It's not what you do but how you do it...

It's peculiar to me how many people place classification judgments on individuals and their abilities, intelligence, vocabulary, education, opinions and perceptions by the particular work title they have, rather than their actual aptitude. Some medical doctors can be quite boorish and clumsy at figuring out a patient's problem while a good mechanic can finesse a difficult car problem far better than that doctor. Some lawyers can shine a beam of light on a topic like no one else, while a mortgage broker might befuddle you on the same simplest topic in twenty minutes.  A smart manager leads their people to making their own decisions for everyone to succeed while a dictatorial floor supervisor intimidates the group into fearing for their jobs, making everyone unhappy and less productive. The lady at the front desk knows more about the locality than the professional tour guide and imparts it better. A know-it-all service rep can terrorize your service problem in an hour, while a good technical support trouble shooter can sectionalize, isolate and resolve a problem in minutes.

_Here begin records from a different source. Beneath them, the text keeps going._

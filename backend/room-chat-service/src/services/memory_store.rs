use crate::models::{NewMessageRow, Room, RoomId, StoredMessage, User};
use crate::services::store::{MessageStore, RoomDirectory, StoreError, UserDirectory};
use async_trait::async_trait;
use chrono::Utc;
use std::sync::atomic::{AtomicBool, Ordering};
use tokio::sync::RwLock;

#[derive(Default)]
struct Tables {
    users: Vec<User>,
    rooms: Vec<Room>,
    messages: Vec<StoredMessage>,
}

/// In-process store for local runs and tests.
///
/// Writes can be forced to fail with [`MemoryStore::fail_writes`] to exercise
/// the persistence error path.
#[derive(Default)]
pub struct MemoryStore {
    tables: RwLock<Tables>,
    fail_writes: AtomicBool,
}

impl MemoryStore {
    pub fn new() -> Self {
        Self::default()
    }

    pub async fn add_user(&self, username: &str) -> User {
        let mut tables = self.tables.write().await;
        let user = User {
            id: tables.users.len() as i64 + 1,
            username: username.to_string(),
        };
        tables.users.push(user.clone());
        user
    }

    pub async fn add_room(&self, name: &str, topic: Option<&str>) -> Room {
        let mut tables = self.tables.write().await;
        let room = Room {
            id: tables.rooms.len() as i64 + 1,
            name: name.to_string(),
            topic: topic.map(str::to_string),
            created_at: Utc::now(),
        };
        tables.rooms.push(room.clone());
        room
    }

    pub fn fail_writes(&self, fail: bool) {
        self.fail_writes.store(fail, Ordering::SeqCst);
    }

    pub async fn message_count(&self, room_id: RoomId) -> usize {
        self.tables
            .read()
            .await
            .messages
            .iter()
            .filter(|m| m.room_id == room_id)
            .count()
    }
}

#[async_trait]
impl MessageStore for MemoryStore {
    async fn insert(&self, row: NewMessageRow) -> Result<StoredMessage, StoreError> {
        if self.fail_writes.load(Ordering::SeqCst) {
            return Err(StoreError::Unavailable("writes disabled".into()));
        }
        let mut tables = self.tables.write().await;
        let message = StoredMessage::from_row(tables.messages.len() as i64 + 1, row);
        tables.messages.push(message.clone());
        Ok(message)
    }

    async fn recent(&self, room_id: RoomId, limit: i64, skip: i64) -> Result<Vec<StoredMessage>, StoreError> {
        let tables = self.tables.read().await;
        let mut rows: Vec<StoredMessage> = tables
            .messages
            .iter()
            .filter(|m| m.room_id == room_id)
            .cloned()
            .collect();
        rows.sort_by(|a, b| b.created_at.cmp(&a.created_at).then(b.id.cmp(&a.id)));

        Ok(rows
            .into_iter()
            .skip(skip.max(0) as usize)
            .take(limit.max(0) as usize)
            .collect())
    }
}

#[async_trait]
impl RoomDirectory for MemoryStore {
    async fn resolve_room(&self, room_id: RoomId) -> Result<Option<Room>, StoreError> {
        Ok(self
            .tables
            .read()
            .await
            .rooms
            .iter()
            .find(|r| r.id == room_id)
            .cloned())
    }
}

#[async_trait]
impl UserDirectory for MemoryStore {
    async fn find_by_username(&self, username: &str) -> Result<Option<User>, StoreError> {
        Ok(self
            .tables
            .read()
            .await
            .users
            .iter()
            .find(|u| u.username == username)
            .cloned())
    }
}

In my thinking our judgments about other people should have less to do with which college they went to or if they didn't go to at all, if they're a professional or a tradesman, an executive or an hourly wage earner and more about the quality of their competency and ability to communicate well. Whether a company vice president or laundry manager, the assessment should be on competency in how much knowledge and skill they have in their basic duties, how well they have priorities figured out, their ability to reason and deal with complications and how they interact with other people, both their peers and customers, in resolving them. Quality interaction is now a required component of any working environment and it's appropriate to make an appraisal of someone's skill at it on any level . Communicating well is of absolute importance since it involves listening to what someone is telling you, interpreting it correctly and what they really mean and being able to communicate back by reducing a complex issue to a simple explanation.

Arizona Landscape

Analog to Digital...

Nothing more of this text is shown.